# Do we have any havs in western PA?



## Jammies (Apr 4, 2009)

*I was just wondering if anyone here has a hav in the western PA, Pittsburgh area. *


----------



## Toby'sMom (Feb 25, 2009)

I am just north of Pittsburgh, in Slippery Rock...


----------



## Jammies (Apr 4, 2009)

*I am south of you in Natrona Heights! How old is your dog? Jammies just turned 1 in September. We also have a 7 year old sheltie who Jammies LOVES to torment!*


----------



## Toby'sMom (Feb 25, 2009)

Toby is almost 9 months. Jammies is adorable!


----------



## sweater32 (Dec 12, 2008)

I am from Pittsburgh, Penn Hills. I live in MD now but go back often. Where are you at? Simba and Bailey will be two in January...omgosh two!!! where did the time go to?


----------



## sweater32 (Dec 12, 2008)

Jammies said:


> *I am south of you in Natrona Heights! How old is your dog? Jammies just turned 1 in September. We also have a 7 year old sheltie who Jammies LOVES to torment!*


Natrona Heights, Now this takes me back in memories! My mom and dad had really good friends in Natrona. When I was a paramedic in 'Westmoreland County (I lived in Delmont at the time) we would often go to New Kensington Hospital which is not far from you. I also worked for an ambulance transport service and would take patients to dialysis etc. at Allegheny Hospital off of Freemont street. And, right over the Trarentum Bridge...my mom and me used to go to a cermic store. I only have a faint memory of it. Small, small world!
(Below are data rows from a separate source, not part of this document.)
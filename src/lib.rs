//! # pollpad
//!
//! A terminal client for live polls: browse a poll's questions, check
//! answers within the allowed bounds, and watch the results refresh.
//!
//! ## Usage
//!
//! ```rust,no_run
//! use pollpad::{run_live, LiveConfig, PollError};
//!
//! #[tokio::main]
//! async fn main() -> Result<(), PollError> {
//!     let config = LiveConfig {
//!         base_url: "https://rockin.example/api".to_string(),
//!         moderator: "7".to_string(),
//!         poll: "3".to_string(),
//!         token: "secret".to_string(),
//!     };
//!
//!     run_live(config).await
//! }
//! ```

mod client;
pub mod data;
pub mod datamodel;
pub mod logging;
pub mod network;
pub mod terminal;

use thiserror::Error;

pub use client::{run_live, run_local, LiveConfig};
pub use data::{load_poll_file, LoadError, PollFixture};
pub use datamodel::{Answer, Poll, Question};
pub use network::{NetworkError, PollApi};

/// Error type for poll client operations.
#[derive(Debug, Error)]
pub enum PollError {
    /// Error loading a fixture file.
    #[error(transparent)]
    Load(#[from] LoadError),

    /// Error talking to the backend.
    #[error(transparent)]
    Network(#[from] NetworkError),

    /// IO error during TUI execution.
    #[error("IO error: {0}")]
    Io(#[from] std::io::Error),
}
Oh yea, before I decided on nursing...I took cosmotology in high school and had to make up hours after graduation and there was a school in New Ken. Lots of memories of New Ken...swimming pool, go carts, the old drive-in!


----------



## princessp (Aug 2, 2009)

My husband is from Washington, PA and his dad still lives there. His brother lives in Cranberry Twp. We live in FL but we were hoping to move up there last year. We couldn't sell our house down here. We make it up usually once a year. I miss PA!


----------



## Redorr (Feb 2, 2008)

Just saw a post from one of my threads - "oohbetty" is the profile name, location is Pittsburgh.


----------



## davetgabby (Dec 29, 2007)

Hey Debbie, you might have some more when Jammies goes in heat again,LOL


----------



## Jammies (Apr 4, 2009)

*DAVE!!!!! HUSH UP!!!!*

:frusty:


----------



## Jammies (Apr 4, 2009)

*Princessp...for REAL you wanted to move from Florida to PA???:nono: I wonder if there are any dog parks in the general area? It would be nice to get together and meet each other and just let the kids play and run! Does anyone know of any dog parks? We will have to plan something for the spring or early summer!
Sweater 32, I know of all of those places you are talking about. The New Ken hopital is no longer a hospital but an urgent care center. Things change, but life goes on.
*


----------



## princessp (Aug 2, 2009)

Jammies said:


> *Princessp...for REAL you wanted to move from Florida to PA???:nono: I wonder if there are any dog parks in the general area? It would be nice to get together and meet each other and just let the kids play and run! Does anyone know of any dog parks? We will have to plan something for the spring or early summer!
> Sweater 32, I know of all of those places you are talking about. The New Ken hopital is no longer a hospital but an urgent care center. Things change, but life goes on.
> *


Yes, I know it sounds crazy! We don't have any family down here and it is so hectic and crowded. I miss the "small town atmosphere" and the change of seasons. It is 93 degrees here every day from May to October. Too hot to do anything outdoors. We actually spent more time outdoors when we lived up north.


----------